Когда они оделись и готовились возвращаться в лагерь, он не смог сдержаться и, вместо того чтобы приписать ее слова облегчению, которое она испытала, и забыть про них, задал ей совершенно ненужный вопрос о ее молитвах отвергнутому им Богу. Он знал, что не стоило бы заканчивать этот важный и волнующий день разговором на такую чреватую осложнениями тему, тем более что он никогда раньше не слышал от нее ничего подобного и, скорее всего, не услышал бы впредь. Момент для такого серьезного разговора был совсем неподходящий, да и вообще все это выглядело не очень-то уместным теперь, когда он уже здесь. Но он ничего не смог с собой поделать. Он слишком много всего пережил в Ньюарке, чтобы держать в себе свои чувства, — а с тех пор, как он покинул Ньюарк с его заразой, прошло только двенадцать часов.

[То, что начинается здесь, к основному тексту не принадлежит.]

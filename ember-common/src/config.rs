// SPDX-License-Identifier: MIT
// Copyright (c) 2026 ADNT Sarl <info@adnt.io>

//! Persistent configuration record.
//!
//! One 60-byte packed record in the 2 KiB config area, protected by a
//! trailing CRC-32 over all preceding bytes. Erase-then-program is the only
//! atomicity primitive: a half-written record fails the magic or CRC check
//! on the next read and counts as absent.

use crate::crc::crc32;
use crate::flash::{Flash, FlashError};
use crate::image::FirmwareInfo;
use crate::layout::{Bank, CONFIG_ADDR, CONFIG_PAGES};
use crate::FIRMWARE_VALID_FLAG;

pub const CONFIG_MAGIC: u32 = 0xA5A5_A5A5;

/// Boot attempts tolerated before rollback, unless the record says otherwise.
pub const DEFAULT_MAX_BOOT_RETRY: u8 = 3;

/// Why a config read came back empty-handed.
#[derive(Clone, Copy, Debug, PartialEq, Eq)]
pub enum ConfigError {
    /// No magic: the area is erased or holds something else entirely.
    NotPresent,
    /// Magic found but the trailing CRC does not match (half-written save).
    CrcMismatch,
}

/// Upgrade state persisted across resets.
#[derive(Clone, Copy, Debug, PartialEq, Eq)]
#[repr(u8)]
pub enum UpgradeStatus {
    Idle = 0x00,
    Downloading = 0x01,
    Verifying = 0x02,
    Installing = 0x03,
    Success = 0x04,
    Failed = 0x05,
}

impl UpgradeStatus {
    pub fn from_raw(raw: u8) -> Option<Self> {
        match raw {
            0x00 => Some(UpgradeStatus::Idle),
            0x01 => Some(UpgradeStatus::Downloading),
            0x02 => Some(UpgradeStatus::Verifying),
            0x03 => Some(UpgradeStatus::Installing),
            0x04 => Some(UpgradeStatus::Success),
            0x05 => Some(UpgradeStatus::Failed),
            _ => None,
        }
    }
}

// --- SystemConfig (repr(C), 60 bytes) ---

#[repr(C)]
#[derive(Clone, Copy, Debug, PartialEq, Eq)]
pub struct SystemConfig {
    pub magic: u32,         // 0xA5A5A5A5
    pub active_bank: u8,    // 0 = A, 1 = B
    pub upgrade_status: u8, // raw UpgradeStatus
    pub boot_count: u8,     // attempts since last confirmed boot
    pub max_boot_retry: u8, // rollback threshold
    pub bank_a_info: FirmwareInfo,
    pub bank_b_info: FirmwareInfo,
    pub config_crc32: u32, // over all preceding bytes
}

// Compile-time size check: 4 + 4 + 24 + 24 + 4
const _: () = assert!(core::mem::size_of::<SystemConfig>() == 60);

const CRC_OFFSET: usize = core::mem::size_of::<SystemConfig>() - 4;

impl SystemConfig {
    /// Factory record: bank B active so the first upgrade targets bank A,
    /// both banks unaccepted.
    pub fn default_new() -> Self {
        Self {
            magic: CONFIG_MAGIC,
            active_bank: 1,
            upgrade_status: UpgradeStatus::Idle as u8,
            boot_count: 0,
            max_boot_retry: DEFAULT_MAX_BOOT_RETRY,
            bank_a_info: FirmwareInfo::invalid(),
            bank_b_info: FirmwareInfo::invalid(),
            config_crc32: 0,
        }
    }

    pub fn as_bytes(&self) -> &[u8] {
        unsafe {
            core::slice::from_raw_parts(
                self as *const Self as *const u8,
                core::mem::size_of::<Self>(),
            )
        }
    }

    fn from_bytes(raw: &[u8; 60]) -> Self {
        unsafe { core::ptr::read_unaligned(raw.as_ptr() as *const Self) }
    }

    pub fn active_bank(&self) -> Bank {
        Bank::from_index(self.active_bank)
    }

    pub fn set_active_bank(&mut self, bank: Bank) {
        self.active_bank = bank.index();
    }

    /// Decoded upgrade status; unknown raw values read as `None`.
    pub fn status(&self) -> Option<UpgradeStatus> {
        UpgradeStatus::from_raw(self.upgrade_status)
    }

    pub fn set_status(&mut self, status: UpgradeStatus) {
        self.upgrade_status = status as u8;
    }

    pub fn bank_info(&self, bank: Bank) -> &FirmwareInfo {
        match bank {
            Bank::A => &self.bank_a_info,
            Bank::B => &self.bank_b_info,
        }
    }

    pub fn bank_info_mut(&mut self, bank: Bank) -> &mut FirmwareInfo {
        match bank {
            Bank::A => &mut self.bank_a_info,
            Bank::B => &mut self.bank_b_info,
        }
    }
}

/// Read the record from the config area, checking magic and CRC.
pub fn read_config<F: Flash + ?Sized>(flash: &F) -> Result<SystemConfig, ConfigError> {
    let mut raw = [0u8; 60];
    flash.read(CONFIG_ADDR, &mut raw);
    let cfg = SystemConfig::from_bytes(&raw);

    if cfg.magic != CONFIG_MAGIC {
        return Err(ConfigError::NotPresent);
    }
    if crc32(&raw[..CRC_OFFSET]) != cfg.config_crc32 {
        return Err(ConfigError::CrcMismatch);
    }
    Ok(cfg)
}

/// Stamp the CRC, erase the config area and program the record.
pub fn save_config<F: Flash + ?Sized>(
    flash: &mut F,
    cfg: &mut SystemConfig,
) -> Result<(), FlashError> {
    cfg.config_crc32 = crc32(&cfg.as_bytes()[..CRC_OFFSET]);
    flash.erase(CONFIG_ADDR, CONFIG_PAGES)?;
    flash.program(CONFIG_ADDR, cfg.as_bytes())
}

/// Write the factory record and read it back to prove the area works.
pub fn init_default<F: Flash + ?Sized>(flash: &mut F) -> Result<SystemConfig, FlashError> {
    let mut cfg = SystemConfig::default_new();
    save_config(flash, &mut cfg)?;
    read_config(flash).map_err(|_| FlashError::Program)
}

/// Install `info` as the given bank's metadata with the accepted flag set.
pub fn mark_firmware_valid<F: Flash + ?Sized>(
    flash: &mut F,
    cfg: &mut SystemConfig,
    bank: Bank,
    info: &FirmwareInfo,
) -> Result<(), FlashError> {
    let slot = cfg.bank_info_mut(bank);
    *slot = *info;
    slot.is_valid = FIRMWARE_VALID_FLAG;
    save_config(flash, cfg)
}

— Ты действительно думаешь, что Бог внял твоим молитвам? — спросил он.
— Точно я не знаю, как я могу это знать? Но ты же здесь, ты здоров, правда?
— Это ничего не доказывает, — возразил он. — Почему Бог не внял молитвам родителей Алана Майклза? Они наверняка ведь молились. И родители Херби Стайнмарка тоже. Они хорошие люди. Добропорядочные евреи. Почему Бог не пришел им на помощь? Почему Он не спас их детей?

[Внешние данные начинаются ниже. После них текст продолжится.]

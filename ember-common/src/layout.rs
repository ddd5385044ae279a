// SPDX-License-Identifier: MIT
// Copyright (c) 2026 ADNT Sarl <info@adnt.io>

//! Flash partition map for the STM32F103C8 target (64 KiB, 1 KiB pages).

/// Start of the memory-mapped flash region.
pub const FLASH_BASE: u32 = 0x0800_0000;
/// Total flash size.
pub const FLASH_SIZE: u32 = 64 * 1024;
/// Erase granularity.
pub const FLASH_PAGE_SIZE: u32 = 1024;

/// Bootloader code region.
pub const BOOT_ADDR: u32 = FLASH_BASE;
pub const BOOT_SIZE: u32 = 0x4000;

/// Persistent configuration record.
pub const CONFIG_ADDR: u32 = 0x0800_4000;
pub const CONFIG_AREA_SIZE: u32 = 0x800;
pub const CONFIG_PAGES: u32 = CONFIG_AREA_SIZE / FLASH_PAGE_SIZE;

/// Firmware banks. Each holds a 24-byte image header plus the payload.
pub const BANK_A_ADDR: u32 = 0x0800_4800;
pub const BANK_B_ADDR: u32 = 0x0800_9800;
pub const BANK_SIZE: u32 = 0x5000;
pub const BANK_PAGES: u32 = BANK_SIZE / FLASH_PAGE_SIZE;

/// Reserved for upgrade logs; laid out but not written.
pub const LOG_AREA_ADDR: u32 = 0x0800_E800;
pub const LOG_AREA_SIZE: u32 = 0x800;

/// Size of the image header preceding the application payload.
pub const IMAGE_HEADER_SIZE: u32 = 24;
/// Largest payload a bank can hold after its header.
pub const MAX_PAYLOAD_SIZE: u32 = BANK_SIZE - IMAGE_HEADER_SIZE;

/// RAM window used for the stack-pointer sanity check.
pub const RAM_BASE: u32 = 0x2000_0000;

// The map must tile without gaps or overlap.
const _: () = assert!(BOOT_ADDR + BOOT_SIZE == CONFIG_ADDR);
const _: () = assert!(CONFIG_ADDR + CONFIG_AREA_SIZE == BANK_A_ADDR);
const _: () = assert!(BANK_A_ADDR + BANK_SIZE == BANK_B_ADDR);
const _: () = assert!(BANK_B_ADDR + BANK_SIZE == LOG_AREA_ADDR);
const _: () = assert!(LOG_AREA_ADDR + LOG_AREA_SIZE == FLASH_BASE + FLASH_SIZE);
const _: () = assert!(BANK_A_ADDR % FLASH_PAGE_SIZE == 0);
const _: () = assert!(BANK_B_ADDR % FLASH_PAGE_SIZE == 0);

/// One of the two firmware banks.
#[derive(Clone, Copy, Debug, PartialEq, Eq)]
pub enum Bank {
    A,
    B,
}

impl Bank {
    /// Bank selected by the raw `active_bank` config field (0 = A, 1 = B).
    pub fn from_index(index: u8) -> Self {
        if index == 0 { Bank::A } else { Bank::B }
    }

    pub fn index(self) -> u8 {
        match self {
            Bank::A => 0,
            Bank::B => 1,
        }
    }

    /// Base address of the bank's image header.
    pub fn addr(self) -> u32 {
        match self {
            Bank::A => BANK_A_ADDR,
            Bank::B => BANK_B_ADDR,
        }
    }

    /// Address of the application payload (vector table) within the bank.
    pub fn payload_addr(self) -> u32 {
        self.addr() + IMAGE_HEADER_SIZE
    }

    pub fn other(self) -> Self {
        match self {
            Bank::A => Bank::B,
            Bank::B => Bank::A,
        }
    }
}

— Я честно не знаю, — беспомощно ответила Марсия.
— И я не знаю. Я вообще не понимаю, для чего Бог создал полио. Что Он хотел этим сказать? Что нам тут на земле нужны калеки?
— Бог не создавал полио, — сказала она.
— Ты так думаешь?
— Да, — ответила она отрывисто. — Я так думаю.
— Но разве Он не всё создал?
— Всё, но не в этом смысле.
— А в каком?
— Бакки, зачем ты со мной споришь? Чего ради? Я всего-навсего сказала, что молилась Богу, потому что боялась за тебя. И вот наконец ты здесь, и я невозможно счастлива. Ну какие тут могут быть споры? Мы столько времени не виделись, зачем ты решил поцапаться со мной?
— Я ничего такого не решил, — промолвил он.
— Тогда не цапайся, — сказала она, скорее сбитая с толку, чем рассерженная.
В небе все это время раз за разом прокатывался гром и сверкали близкие молнии.
— Нам пора плыть, — сказала она. — Надо возвращаться, пока не попали под грозу.
— Как может еврей молиться этому богу, который так обошелся с районом, где живут тысячи и тысячи евреев?
— Не знаю! Ну к чему ты это все, а?
Вдруг ему стало боязно ей говорить — боязно настаивать, чтобы она поняла, какие мысли у него в голове, ведь так можно потерять и ее, и всю ее семью. До тех пор у них ни разу не было ни спора, ни стычки. Ни разу он не почувствовал в преданной ему Марсии малейшего желания противоречить ему, а в себе — ей, и как раз вовремя, едва не начав портить то, что было между ними, Бакки прикусил язык.